# Task item:
Search the listing below for "host". Copy each matching line.

********************

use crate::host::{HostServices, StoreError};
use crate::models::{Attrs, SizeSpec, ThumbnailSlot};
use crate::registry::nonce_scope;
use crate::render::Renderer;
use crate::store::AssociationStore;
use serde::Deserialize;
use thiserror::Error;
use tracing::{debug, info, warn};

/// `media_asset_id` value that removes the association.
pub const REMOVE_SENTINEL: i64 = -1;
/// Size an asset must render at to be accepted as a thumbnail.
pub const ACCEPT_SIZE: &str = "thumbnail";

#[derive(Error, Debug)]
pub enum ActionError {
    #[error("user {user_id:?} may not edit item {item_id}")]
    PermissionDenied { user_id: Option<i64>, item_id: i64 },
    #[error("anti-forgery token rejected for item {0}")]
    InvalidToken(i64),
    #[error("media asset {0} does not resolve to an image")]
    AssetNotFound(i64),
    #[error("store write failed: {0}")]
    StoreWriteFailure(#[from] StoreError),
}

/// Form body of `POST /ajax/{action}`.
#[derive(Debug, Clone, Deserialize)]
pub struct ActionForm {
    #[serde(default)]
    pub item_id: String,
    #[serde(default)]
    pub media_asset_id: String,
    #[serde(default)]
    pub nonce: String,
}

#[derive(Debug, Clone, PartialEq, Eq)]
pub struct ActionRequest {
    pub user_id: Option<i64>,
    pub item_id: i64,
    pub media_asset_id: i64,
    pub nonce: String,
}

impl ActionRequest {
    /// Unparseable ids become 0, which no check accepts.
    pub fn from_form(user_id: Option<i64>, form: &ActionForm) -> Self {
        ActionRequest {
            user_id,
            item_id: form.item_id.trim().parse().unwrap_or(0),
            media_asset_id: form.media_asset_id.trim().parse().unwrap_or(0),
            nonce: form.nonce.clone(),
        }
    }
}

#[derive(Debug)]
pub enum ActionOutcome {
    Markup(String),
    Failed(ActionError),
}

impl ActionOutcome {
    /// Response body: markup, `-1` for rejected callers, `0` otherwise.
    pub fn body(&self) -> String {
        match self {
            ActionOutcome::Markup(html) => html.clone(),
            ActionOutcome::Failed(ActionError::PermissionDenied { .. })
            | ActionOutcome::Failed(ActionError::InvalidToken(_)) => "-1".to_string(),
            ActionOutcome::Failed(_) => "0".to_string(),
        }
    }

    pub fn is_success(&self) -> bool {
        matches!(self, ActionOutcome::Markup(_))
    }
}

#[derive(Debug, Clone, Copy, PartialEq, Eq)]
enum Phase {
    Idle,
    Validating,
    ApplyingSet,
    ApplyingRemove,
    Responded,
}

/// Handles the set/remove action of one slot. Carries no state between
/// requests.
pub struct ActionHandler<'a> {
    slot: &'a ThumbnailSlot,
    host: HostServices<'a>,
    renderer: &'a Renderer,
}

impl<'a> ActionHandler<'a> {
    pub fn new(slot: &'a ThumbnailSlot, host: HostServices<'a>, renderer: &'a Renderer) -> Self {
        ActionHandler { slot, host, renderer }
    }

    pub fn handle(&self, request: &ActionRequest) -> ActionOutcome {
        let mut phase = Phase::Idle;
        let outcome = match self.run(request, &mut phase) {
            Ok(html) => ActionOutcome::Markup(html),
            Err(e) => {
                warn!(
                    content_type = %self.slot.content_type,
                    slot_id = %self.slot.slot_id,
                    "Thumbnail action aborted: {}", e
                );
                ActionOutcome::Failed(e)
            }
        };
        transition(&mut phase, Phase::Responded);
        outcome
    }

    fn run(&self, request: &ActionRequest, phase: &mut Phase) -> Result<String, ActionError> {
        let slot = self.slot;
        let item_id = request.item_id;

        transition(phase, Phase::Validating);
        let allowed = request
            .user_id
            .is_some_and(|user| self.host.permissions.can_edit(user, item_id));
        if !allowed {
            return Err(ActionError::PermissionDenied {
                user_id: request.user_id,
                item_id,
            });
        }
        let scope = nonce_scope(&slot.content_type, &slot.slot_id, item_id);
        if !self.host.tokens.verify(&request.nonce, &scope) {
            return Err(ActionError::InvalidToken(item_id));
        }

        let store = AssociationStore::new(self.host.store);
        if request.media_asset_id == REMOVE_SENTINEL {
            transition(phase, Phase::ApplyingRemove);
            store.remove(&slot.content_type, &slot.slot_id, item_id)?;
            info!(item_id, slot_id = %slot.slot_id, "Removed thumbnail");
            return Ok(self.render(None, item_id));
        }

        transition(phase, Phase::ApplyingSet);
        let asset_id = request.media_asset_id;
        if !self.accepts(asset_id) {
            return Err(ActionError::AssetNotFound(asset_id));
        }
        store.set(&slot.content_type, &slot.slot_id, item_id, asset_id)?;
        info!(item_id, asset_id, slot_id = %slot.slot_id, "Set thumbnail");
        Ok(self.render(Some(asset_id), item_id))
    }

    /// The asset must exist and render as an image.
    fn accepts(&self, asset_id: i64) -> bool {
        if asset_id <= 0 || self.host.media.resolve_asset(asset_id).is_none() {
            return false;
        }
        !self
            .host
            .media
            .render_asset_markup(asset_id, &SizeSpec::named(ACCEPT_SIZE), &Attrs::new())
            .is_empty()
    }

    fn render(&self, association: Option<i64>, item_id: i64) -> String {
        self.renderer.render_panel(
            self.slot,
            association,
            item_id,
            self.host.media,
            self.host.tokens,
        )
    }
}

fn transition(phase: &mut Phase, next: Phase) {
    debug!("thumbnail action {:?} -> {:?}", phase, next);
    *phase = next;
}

********************

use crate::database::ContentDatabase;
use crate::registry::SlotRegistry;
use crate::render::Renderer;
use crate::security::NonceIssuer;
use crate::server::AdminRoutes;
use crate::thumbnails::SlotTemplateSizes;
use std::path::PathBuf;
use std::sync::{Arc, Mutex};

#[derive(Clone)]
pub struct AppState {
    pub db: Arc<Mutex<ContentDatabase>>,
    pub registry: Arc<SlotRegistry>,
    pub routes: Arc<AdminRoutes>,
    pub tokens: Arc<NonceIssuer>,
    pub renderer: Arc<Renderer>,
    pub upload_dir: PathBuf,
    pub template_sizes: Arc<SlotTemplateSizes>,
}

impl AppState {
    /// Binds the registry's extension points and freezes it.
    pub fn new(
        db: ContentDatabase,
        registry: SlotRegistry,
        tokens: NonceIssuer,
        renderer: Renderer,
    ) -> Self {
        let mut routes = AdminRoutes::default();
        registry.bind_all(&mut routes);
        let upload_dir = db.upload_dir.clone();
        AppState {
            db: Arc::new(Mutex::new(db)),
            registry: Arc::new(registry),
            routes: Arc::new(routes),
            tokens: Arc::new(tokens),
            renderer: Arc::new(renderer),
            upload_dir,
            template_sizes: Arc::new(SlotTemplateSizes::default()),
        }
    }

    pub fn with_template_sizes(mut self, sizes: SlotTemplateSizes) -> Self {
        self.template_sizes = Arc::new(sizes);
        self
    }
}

********************

# Expected answer:
use crate::host::{HostServices, StoreError};
    host: HostServices<'a>,
    pub fn new(slot: &'a ThumbnailSlot, host: HostServices<'a>, renderer: &'a Renderer) -> Self {
        ActionHandler { slot, host, renderer }
            .is_some_and(|user| self.host.permissions.can_edit(user, item_id));
        if !self.host.tokens.verify(&request.nonce, &scope) {
        let store = AssociationStore::new(self.host.store);
        if asset_id <= 0 || self.host.media.resolve_asset(asset_id).is_none() {
            .host
            self.host.media,
            self.host.tokens,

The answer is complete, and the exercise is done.